WHAT TO PRODUCE: Copy each line in the data that includes the word "seconds".
[Start of section]
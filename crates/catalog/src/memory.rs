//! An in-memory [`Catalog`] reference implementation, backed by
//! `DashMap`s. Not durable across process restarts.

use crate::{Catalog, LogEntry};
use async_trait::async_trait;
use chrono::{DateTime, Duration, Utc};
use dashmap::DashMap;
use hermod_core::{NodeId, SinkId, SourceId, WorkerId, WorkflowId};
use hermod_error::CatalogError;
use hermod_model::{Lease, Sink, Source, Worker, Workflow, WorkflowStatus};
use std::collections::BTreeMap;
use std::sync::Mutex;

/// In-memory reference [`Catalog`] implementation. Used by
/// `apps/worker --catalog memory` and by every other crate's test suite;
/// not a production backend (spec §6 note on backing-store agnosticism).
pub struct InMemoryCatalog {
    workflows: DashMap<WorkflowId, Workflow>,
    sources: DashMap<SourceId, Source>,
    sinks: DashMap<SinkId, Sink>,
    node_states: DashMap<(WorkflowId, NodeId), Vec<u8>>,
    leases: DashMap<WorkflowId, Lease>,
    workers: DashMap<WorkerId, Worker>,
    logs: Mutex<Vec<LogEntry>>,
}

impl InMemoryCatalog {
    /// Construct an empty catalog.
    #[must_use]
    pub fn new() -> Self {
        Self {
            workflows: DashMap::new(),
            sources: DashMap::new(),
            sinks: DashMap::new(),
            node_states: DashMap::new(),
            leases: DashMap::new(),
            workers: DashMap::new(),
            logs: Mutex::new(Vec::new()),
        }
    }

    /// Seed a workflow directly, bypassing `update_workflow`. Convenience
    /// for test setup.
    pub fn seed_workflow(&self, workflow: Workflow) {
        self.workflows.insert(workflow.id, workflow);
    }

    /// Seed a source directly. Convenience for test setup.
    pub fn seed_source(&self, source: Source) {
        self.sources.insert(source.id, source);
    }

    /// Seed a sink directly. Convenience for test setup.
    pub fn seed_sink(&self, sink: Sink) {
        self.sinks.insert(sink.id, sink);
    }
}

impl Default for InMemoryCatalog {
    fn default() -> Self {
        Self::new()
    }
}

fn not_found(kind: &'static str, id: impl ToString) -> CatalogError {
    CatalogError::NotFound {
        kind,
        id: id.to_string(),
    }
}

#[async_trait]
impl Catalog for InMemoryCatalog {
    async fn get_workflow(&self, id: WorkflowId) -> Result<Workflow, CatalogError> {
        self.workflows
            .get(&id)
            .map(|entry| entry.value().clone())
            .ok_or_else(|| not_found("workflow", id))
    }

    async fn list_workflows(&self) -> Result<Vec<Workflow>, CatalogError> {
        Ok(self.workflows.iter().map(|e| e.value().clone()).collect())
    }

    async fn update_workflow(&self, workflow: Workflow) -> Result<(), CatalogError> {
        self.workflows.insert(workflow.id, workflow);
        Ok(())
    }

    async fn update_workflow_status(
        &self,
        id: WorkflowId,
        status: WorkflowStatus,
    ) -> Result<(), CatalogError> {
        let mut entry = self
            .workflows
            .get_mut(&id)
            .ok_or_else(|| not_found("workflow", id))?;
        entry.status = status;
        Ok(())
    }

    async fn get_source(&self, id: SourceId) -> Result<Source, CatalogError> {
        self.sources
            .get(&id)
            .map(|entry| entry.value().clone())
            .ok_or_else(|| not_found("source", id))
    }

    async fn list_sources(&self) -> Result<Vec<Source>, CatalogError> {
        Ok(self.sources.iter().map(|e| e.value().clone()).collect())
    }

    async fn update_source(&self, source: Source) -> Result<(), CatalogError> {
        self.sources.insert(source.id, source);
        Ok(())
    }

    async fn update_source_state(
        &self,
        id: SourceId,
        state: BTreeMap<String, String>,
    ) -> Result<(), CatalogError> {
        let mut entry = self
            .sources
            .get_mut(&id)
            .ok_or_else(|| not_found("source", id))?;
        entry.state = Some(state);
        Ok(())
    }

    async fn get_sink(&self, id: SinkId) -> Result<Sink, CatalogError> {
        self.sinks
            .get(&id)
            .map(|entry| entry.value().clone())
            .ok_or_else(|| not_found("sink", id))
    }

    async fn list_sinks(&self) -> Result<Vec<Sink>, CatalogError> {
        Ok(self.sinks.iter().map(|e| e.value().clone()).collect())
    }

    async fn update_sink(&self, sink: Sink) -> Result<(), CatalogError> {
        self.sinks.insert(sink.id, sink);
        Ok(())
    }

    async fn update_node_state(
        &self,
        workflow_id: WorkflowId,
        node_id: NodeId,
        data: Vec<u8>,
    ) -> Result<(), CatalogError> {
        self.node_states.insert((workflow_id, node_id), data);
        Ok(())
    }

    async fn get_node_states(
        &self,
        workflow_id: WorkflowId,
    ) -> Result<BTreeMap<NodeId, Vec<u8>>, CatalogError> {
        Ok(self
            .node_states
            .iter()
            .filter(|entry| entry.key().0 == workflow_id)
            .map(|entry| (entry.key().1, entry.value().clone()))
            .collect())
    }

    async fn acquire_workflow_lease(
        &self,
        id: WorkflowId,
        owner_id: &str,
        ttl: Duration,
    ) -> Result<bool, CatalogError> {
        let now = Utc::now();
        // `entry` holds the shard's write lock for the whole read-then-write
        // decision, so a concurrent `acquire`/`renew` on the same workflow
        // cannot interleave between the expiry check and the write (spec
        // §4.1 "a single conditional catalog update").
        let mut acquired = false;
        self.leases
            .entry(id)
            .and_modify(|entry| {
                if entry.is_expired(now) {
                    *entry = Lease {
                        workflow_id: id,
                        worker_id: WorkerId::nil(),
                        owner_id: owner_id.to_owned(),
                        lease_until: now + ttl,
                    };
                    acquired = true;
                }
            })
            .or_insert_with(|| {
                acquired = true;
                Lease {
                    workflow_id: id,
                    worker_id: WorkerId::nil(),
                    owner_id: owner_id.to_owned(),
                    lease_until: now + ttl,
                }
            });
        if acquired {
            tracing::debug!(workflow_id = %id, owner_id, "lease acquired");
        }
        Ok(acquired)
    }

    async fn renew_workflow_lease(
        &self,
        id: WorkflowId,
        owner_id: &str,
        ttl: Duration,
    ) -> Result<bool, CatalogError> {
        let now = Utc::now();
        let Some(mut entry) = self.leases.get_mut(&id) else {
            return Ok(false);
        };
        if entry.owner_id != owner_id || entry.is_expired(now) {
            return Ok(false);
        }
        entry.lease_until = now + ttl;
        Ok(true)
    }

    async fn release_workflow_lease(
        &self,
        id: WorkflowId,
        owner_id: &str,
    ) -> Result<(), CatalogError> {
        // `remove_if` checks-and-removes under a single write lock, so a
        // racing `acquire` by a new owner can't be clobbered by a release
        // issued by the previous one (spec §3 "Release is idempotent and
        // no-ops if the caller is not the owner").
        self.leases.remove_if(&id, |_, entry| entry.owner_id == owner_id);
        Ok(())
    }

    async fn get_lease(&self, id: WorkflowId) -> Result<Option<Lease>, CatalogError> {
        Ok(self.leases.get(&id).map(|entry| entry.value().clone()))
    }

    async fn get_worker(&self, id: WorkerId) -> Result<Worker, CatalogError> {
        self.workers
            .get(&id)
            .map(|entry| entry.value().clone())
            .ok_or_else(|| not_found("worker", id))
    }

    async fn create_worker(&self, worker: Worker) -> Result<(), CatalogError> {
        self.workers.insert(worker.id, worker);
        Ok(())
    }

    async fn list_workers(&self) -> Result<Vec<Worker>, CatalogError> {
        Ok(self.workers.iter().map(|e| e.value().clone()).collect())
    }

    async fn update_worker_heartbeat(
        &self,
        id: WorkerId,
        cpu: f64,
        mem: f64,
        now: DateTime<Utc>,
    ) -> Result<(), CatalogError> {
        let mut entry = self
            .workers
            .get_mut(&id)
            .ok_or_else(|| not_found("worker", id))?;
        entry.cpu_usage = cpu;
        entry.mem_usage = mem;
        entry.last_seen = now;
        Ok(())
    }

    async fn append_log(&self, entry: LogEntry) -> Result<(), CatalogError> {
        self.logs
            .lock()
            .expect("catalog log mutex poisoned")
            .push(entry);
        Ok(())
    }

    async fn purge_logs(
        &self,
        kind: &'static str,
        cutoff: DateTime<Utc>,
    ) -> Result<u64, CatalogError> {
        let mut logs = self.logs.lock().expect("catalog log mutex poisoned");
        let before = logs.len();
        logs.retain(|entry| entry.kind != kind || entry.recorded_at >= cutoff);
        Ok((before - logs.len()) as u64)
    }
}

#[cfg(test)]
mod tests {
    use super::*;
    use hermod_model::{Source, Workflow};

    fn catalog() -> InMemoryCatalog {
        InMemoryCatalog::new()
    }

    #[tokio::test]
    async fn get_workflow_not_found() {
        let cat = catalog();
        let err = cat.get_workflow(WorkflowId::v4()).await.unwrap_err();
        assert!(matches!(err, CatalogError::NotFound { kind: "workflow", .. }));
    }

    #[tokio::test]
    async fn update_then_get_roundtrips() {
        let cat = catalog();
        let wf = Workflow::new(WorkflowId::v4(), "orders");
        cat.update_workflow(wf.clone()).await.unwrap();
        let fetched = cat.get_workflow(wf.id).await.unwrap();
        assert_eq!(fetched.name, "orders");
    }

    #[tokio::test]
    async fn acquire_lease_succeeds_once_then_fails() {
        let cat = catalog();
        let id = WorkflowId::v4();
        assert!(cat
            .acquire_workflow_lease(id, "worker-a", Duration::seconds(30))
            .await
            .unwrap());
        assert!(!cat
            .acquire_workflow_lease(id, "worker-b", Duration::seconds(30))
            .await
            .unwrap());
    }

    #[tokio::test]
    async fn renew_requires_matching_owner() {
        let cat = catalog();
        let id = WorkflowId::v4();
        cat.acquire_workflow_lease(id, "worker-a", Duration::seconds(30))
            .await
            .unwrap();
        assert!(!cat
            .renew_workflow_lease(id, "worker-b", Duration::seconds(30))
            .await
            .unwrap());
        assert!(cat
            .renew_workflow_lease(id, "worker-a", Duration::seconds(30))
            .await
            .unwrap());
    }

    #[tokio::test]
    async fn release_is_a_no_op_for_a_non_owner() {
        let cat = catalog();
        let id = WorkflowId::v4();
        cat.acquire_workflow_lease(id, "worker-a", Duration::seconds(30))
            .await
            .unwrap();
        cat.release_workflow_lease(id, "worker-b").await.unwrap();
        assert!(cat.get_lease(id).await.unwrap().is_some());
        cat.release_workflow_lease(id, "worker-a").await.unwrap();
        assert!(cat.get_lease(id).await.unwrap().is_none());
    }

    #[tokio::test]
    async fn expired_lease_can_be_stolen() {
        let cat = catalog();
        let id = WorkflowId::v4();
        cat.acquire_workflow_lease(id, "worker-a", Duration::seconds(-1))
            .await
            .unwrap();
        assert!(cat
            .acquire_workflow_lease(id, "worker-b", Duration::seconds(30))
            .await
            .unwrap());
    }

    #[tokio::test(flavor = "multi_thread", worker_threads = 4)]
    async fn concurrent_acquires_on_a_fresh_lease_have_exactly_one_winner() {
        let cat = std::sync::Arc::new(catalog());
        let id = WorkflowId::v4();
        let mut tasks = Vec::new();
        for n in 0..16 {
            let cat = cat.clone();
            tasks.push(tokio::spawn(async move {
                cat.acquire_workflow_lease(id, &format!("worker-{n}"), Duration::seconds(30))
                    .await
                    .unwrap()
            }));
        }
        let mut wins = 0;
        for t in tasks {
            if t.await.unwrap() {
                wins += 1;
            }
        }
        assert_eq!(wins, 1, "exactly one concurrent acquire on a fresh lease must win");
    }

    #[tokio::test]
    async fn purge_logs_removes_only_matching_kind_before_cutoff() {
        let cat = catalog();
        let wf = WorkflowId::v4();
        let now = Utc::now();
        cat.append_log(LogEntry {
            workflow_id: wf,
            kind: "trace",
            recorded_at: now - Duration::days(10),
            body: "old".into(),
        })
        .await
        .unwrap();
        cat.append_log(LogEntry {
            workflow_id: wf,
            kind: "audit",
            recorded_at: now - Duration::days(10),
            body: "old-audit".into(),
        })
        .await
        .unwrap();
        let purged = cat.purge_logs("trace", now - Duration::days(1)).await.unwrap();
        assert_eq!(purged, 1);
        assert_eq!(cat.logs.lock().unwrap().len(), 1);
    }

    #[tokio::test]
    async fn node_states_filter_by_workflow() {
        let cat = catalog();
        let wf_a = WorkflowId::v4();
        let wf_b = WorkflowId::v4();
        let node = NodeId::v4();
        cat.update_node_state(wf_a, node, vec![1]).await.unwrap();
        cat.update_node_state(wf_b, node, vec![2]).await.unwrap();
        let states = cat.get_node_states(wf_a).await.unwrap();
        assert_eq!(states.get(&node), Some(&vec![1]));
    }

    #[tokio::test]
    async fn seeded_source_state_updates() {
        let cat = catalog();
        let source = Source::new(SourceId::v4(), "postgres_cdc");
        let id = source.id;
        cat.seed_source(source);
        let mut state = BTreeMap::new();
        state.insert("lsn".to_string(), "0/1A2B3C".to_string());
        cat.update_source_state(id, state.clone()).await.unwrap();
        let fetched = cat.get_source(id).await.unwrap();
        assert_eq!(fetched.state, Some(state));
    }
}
[End of section]
ANSWER AREA:
            .acquire_workflow_lease(id, "worker-a", Duration::seconds(30))
            .acquire_workflow_lease(id, "worker-b", Duration::seconds(30))
        cat.acquire_workflow_lease(id, "worker-a", Duration::seconds(30))
            .renew_workflow_lease(id, "worker-b", Duration::seconds(30))
            .renew_workflow_lease(id, "worker-a", Duration::seconds(30))
        cat.acquire_workflow_lease(id, "worker-a", Duration::seconds(30))
        cat.acquire_workflow_lease(id, "worker-a", Duration::seconds(-1))
            .acquire_workflow_lease(id, "worker-b", Duration::seconds(30))
                cat.acquire_workflow_lease(id, &format!("worker-{n}"), Duration::seconds(30))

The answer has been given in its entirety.